## [PROBLEM TO SOLVE]
Filter the listing below, keeping every line that holds "indices".

## [RECORD SET]
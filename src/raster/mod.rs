//! Run-length-encoded raster classification.
//!
//! This module groups the pieces of the raster engine: color-key lookup
//! tables, the pluggable per-pixel classifier, the row encoder, and the
//! [`GeoBitmap`] query structure built from them.
pub mod bitmap;
pub mod classify;
pub mod color;
pub mod encode;

pub use bitmap::GeoBitmap;
pub use classify::{CellClass, LandMask, PixelClassifier};
pub use color::{ColorKey, ColorTable};
pub use encode::{EncodeOptions, PixelBuffer};

/// Maximum number of properties a single raster can classify against.
///
/// Run indices are stored in a signed 8-bit range with one value reserved
/// for "no property", which leaves 127 usable indices.
pub const MAX_PROPERTIES: usize = 127;

/// A validated index into a raster's property table.
///
/// Raster cells that match no property are represented as
/// `Option::<PropertyIndex>::None` rather than a numeric sentinel.
#[derive(Clone, Copy, Debug, PartialEq, Eq, Hash, PartialOrd, Ord)]
#[cfg_attr(feature = "serde", derive(serde::Serialize, serde::Deserialize))]
pub struct PropertyIndex(u8);

impl PropertyIndex {
    /// Creates an index, or `None` if `index` exceeds [`MAX_PROPERTIES`].
    pub fn new(index: usize) -> Option<Self> {
        (index < MAX_PROPERTIES).then_some(Self(index as u8))
    }

    /// The position in the property table.
    pub fn get(self) -> usize {
        usize::from(self.0)
    }
}

impl std::fmt::Display for PropertyIndex {
    fn fmt(&self, f: &mut std::fmt::Formatter<'_>) -> std::fmt::Result {
        write!(f, "{}", self.0)
    }
}
//! Pluggable per-pixel classification.
//!
//! The row encoder classifies each source pixel through a [`PixelClassifier`]
//! strategy. The base strategy is a plain [`ColorTable`] lookup; [`LandMask`]
//! layers a water mask from a second raster on top of it, which is how the
//! "land portion of each region" raster is derived without a hand-authored
//! bitmap.
use crate::coords::GeoPosition;
use crate::raster::bitmap::GeoBitmap;
use crate::raster::color::{ColorKey, ColorTable};
use crate::raster::PropertyIndex;

/// Classification of a single raster cell.
#[derive(Clone, Copy, Debug, PartialEq, Eq)]
pub enum CellClass {
    /// The cell belongs to a property.
    Property(PropertyIndex),
    /// The cell's color matched no property. Fatal when the raster
    /// disallows undefined areas.
    Undefined,
    /// The cell was suppressed by a mask. Always a legitimate
    /// "no property" cell, even when undefined areas are disallowed.
    Masked,
}

/// Per-pixel classification strategy used by the row encoder.
pub trait PixelClassifier {
    /// Classifies the pixel whose center is at `center` and whose source
    /// color is `color`.
    fn classify(&self, center: GeoPosition, color: ColorKey) -> CellClass;
}

impl PixelClassifier for ColorTable {
    fn classify(&self, _center: GeoPosition, color: ColorKey) -> CellClass {
        match self.index_of(color) {
            Some(index) => CellClass::Property(index),
            None => CellClass::Undefined,
        }
    }
}

/// Classifier that suppresses classification wherever a mask raster says
/// "water" before falling back to color lookup.
///
/// Holds non-owning references; the mask raster must outlive the encode
/// call that uses this classifier.
#[derive(Clone, Copy, Debug)]
pub struct LandMask<'a> {
    table: &'a ColorTable,
    mask: &'a GeoBitmap,
    water: PropertyIndex,
}

impl<'a> LandMask<'a> {
    /// Creates a mask over `table`, treating cells that `mask` classifies as
    /// `water` as excluded.
    pub fn new(table: &'a ColorTable, mask: &'a GeoBitmap, water: PropertyIndex) -> Self {
        Self { table, mask, water }
    }
}

impl PixelClassifier for LandMask<'_> {
    fn classify(&self, center: GeoPosition, color: ColorKey) -> CellClass {
        if self.mask.property_at(center) == Some(self.water) {
            return CellClass::Masked;
        }
        self.table.classify(center, color)
    }
}

#[cfg(test)]
mod tests {
    use super::*;
    use crate::coords::GeoPosition;

    #[test]
    fn color_table_classifies_by_exact_match() {
        let table = ColorTable::new([ColorKey::new(1), ColorKey::new(2)]).unwrap();
        let center = GeoPosition::new(0.0, 0.0);

        assert_eq!(
            table.classify(center, ColorKey::new(2)),
            CellClass::Property(PropertyIndex::new(1).unwrap())
        );
        assert_eq!(table.classify(center, ColorKey::new(3)), CellClass::Undefined);
    }
}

## [ANSWER TO THE PROBLEM]
/// Run indices are stored in a signed 8-bit range with one value reserved
/// for "no property", which leaves 127 usable indices.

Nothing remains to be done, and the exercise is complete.